Deep Learning Multimodal MR Image Synthesis Based on Quantitative Imaging Technology

Konferenz: BIBE 2025 - The 8th International Conference on Biological Information and Biomedical Engineering
11.08.2025-13.08.2025 in Guiyang, China

Tagungsband: BIBE 2025

Seiten: 7Sprache: EnglischTyp: PDF

Autoren:
Zhang, Hongmiao; Guo, Hongyu; Li, Chenyu

Inhalt:
Magnetic resonance imaging (MRI) plays a vital role in clinical diagnosis. MRI images of different modalities capture diverse tissue characteristics, providing clinicians with more comprehensive pathological insight. However, in clinical practice, factors such as cost, scanning time, and patient condition often prevent the acquisition of all desired modalities, thereby compromising diagnostic precision and completeness.
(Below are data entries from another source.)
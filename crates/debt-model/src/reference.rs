//! Static reference data.

/// Nominal GDP in USD millions, 2013-2023.
///
/// This table is the single source of GDP figures for the debt/GDP ratio.
pub const GDP_REFERENCE: [(i32, f64); 11] = [
    (2013, 1.8568e6),
    (2014, 2.0396e6),
    (2015, 2.0964e6),
    (2016, 2.2944e6),
    (2017, 2.6527e6),
    (2018, 2.7012e6),
    (2019, 2.8704e6),
    (2020, 2.6681e6),
    (2021, 3.1760e6),
    (2022, 3.3848e6),
    (2023, 3.5342e6),
];

/// GDP for `year`, or 0.0 when the year is outside the reference table.
pub fn gdp_for_year(year: i32) -> f64 {
    GDP_REFERENCE
        .iter()
        .find(|(candidate, _)| *candidate == year)
        .map_or(0.0, |(_, gdp)| *gdp)
}
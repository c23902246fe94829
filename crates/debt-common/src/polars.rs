//! Polars `AnyValue` conversions.
//!
//! Used when persisted tables are read back through Polars and their cells
//! need to become typed record fields again.

use polars::prelude::AnyValue;

use crate::numeric::parse_f64;

/// Converts an `AnyValue` to `f64`, returning `None` for non-numeric or null values.
///
/// Handles integer types, floating-point types, and string parsing. A
/// floating-point `NaN` is reported as `None` so that undefined metrics stay
/// undefined after a reload.
pub fn any_to_f64(value: AnyValue<'_>) -> Option<f64> {
    let parsed = match value {
        AnyValue::Null => None,
        AnyValue::Int8(v) => Some(f64::from(v)),
        AnyValue::Int16(v) => Some(f64::from(v)),
        AnyValue::Int32(v) => Some(f64::from(v)),
        AnyValue::Int64(v) => Some(v as f64),
        AnyValue::UInt8(v) => Some(f64::from(v)),
        AnyValue::UInt16(v) => Some(f64::from(v)),
        AnyValue::UInt32(v) => Some(f64::from(v)),
        AnyValue::UInt64(v) => Some(v as f64),
        AnyValue::Float32(v) => Some(f64::from(v)),
        AnyValue::Float64(v) => Some(v),
        AnyValue::String(s) => parse_f64(s),
        AnyValue::StringOwned(s) => parse_f64(&s),
        _ => None,
    };
    parsed.filter(|v| !v.is_nan())
}

/// Converts an `AnyValue` to `i64`, returning `None` for non-integer or null values.
///
/// Handles integer types, whole floating-point values, and string parsing.
/// Floats with a fractional part are rejected rather than truncated.
pub fn any_to_i64(value: AnyValue<'_>) -> Option<i64> {
    match value {
        AnyValue::Null => None,
        AnyValue::Int8(v) => Some(i64::from(v)),
        AnyValue::Int16(v) => Some(i64::from(v)),
        AnyValue::Int32(v) => Some(i64::from(v)),
        AnyValue::Int64(v) => Some(v),
        AnyValue::UInt8(v) => Some(i64::from(v)),
        AnyValue::UInt16(v) => Some(i64::from(v)),
        AnyValue::UInt32(v) => Some(i64::from(v)),
        AnyValue::UInt64(v) => i64::try_from(v).ok(),
        AnyValue::Float32(v) => whole_f64(f64::from(v)),
        AnyValue::Float64(v) => whole_f64(v),
        AnyValue::String(s) => s.trim().parse::<i64>().ok(),
        AnyValue::StringOwned(s) => s.trim().parse::<i64>().ok(),
        _ => None,
    }
}

fn whole_f64(value: f64) -> Option<i64> {
    let in_range = value >= i64::MIN as f64 && value < i64::MAX as f64;
    (value.is_finite() && value.fract() == 0.0 && in_range).then_some(value as i64)
}

#[cfg(test)]
mod tests {
    use super::*;

    #[test]
    fn test_any_to_f64() {
        assert_eq!(any_to_f64(AnyValue::Null), None);
        assert_eq!(any_to_f64(AnyValue::Int32(42)), Some(42.0));
        assert_eq!(any_to_f64(AnyValue::Float64(2.5)), Some(2.5));
        assert_eq!(any_to_f64(AnyValue::Float64(f64::NAN)), None);
        assert_eq!(any_to_f64(AnyValue::String("2.5")), Some(2.5));
        assert_eq!(any_to_f64(AnyValue::String("invalid")), None);
    }

    #[test]
    fn test_any_to_i64() {
        assert_eq!(any_to_i64(AnyValue::Null), None);
        assert_eq!(any_to_i64(AnyValue::Int32(2013)), Some(2013));
        assert_eq!(any_to_i64(AnyValue::Float64(2014.0)), Some(2014));
        assert_eq!(any_to_i64(AnyValue::Float64(2013.7)), None);
        assert_eq!(any_to_i64(AnyValue::Float32(2016.0)), Some(2016));
        assert_eq!(any_to_i64(AnyValue::Float64(f64::NAN)), None);
        assert_eq!(any_to_i64(AnyValue::String("2015")), Some(2015));
        assert_eq!(any_to_i64(AnyValue::String("year")), None);
    }
}
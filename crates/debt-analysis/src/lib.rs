//! Derived metrics over processed debt rows.
//!
//! - **metrics**: decomposition, stationarity, growth rates and debt/GDP
//! - **composition**: by-type, by-debtor and flow tables
//!
//! Every routine recovers locally from short or degenerate series; nothing
//! here returns an error.

pub mod composition;
pub mod decompose;
pub mod metrics;
mod regression;
pub mod stationarity;

pub use composition::split;
pub use decompose::seasonal_decompose;
pub use metrics::{analyze, debt_gdp_ratio, growth_rates};
pub use stationarity::{adf_test, critical_values, mackinnon_p_value};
Generating missing modality images from available ones has thus emerged as an effective strategy to supplement imaging information without requiring additional scans. This paper introduces a generative network with robust anti-interference capabilities, designed to synthesize high-quality missing modality images. The proposed network integrates the global modeling capacity of Transformers for capturing longrange dependencies with the local feature extraction strengths of ResNet to enhance structural detail representation. It effectively leverages structural information from existing modalities to infer missing ones. Notably, the network demonstrates the ability to generate artifact-free images even when the input contains motion artifacts, maintaining quality comparable to that of real images. Experimental results confirm that the proposed method is robust to motion degradation and achieves high accuracy and visual fidelity.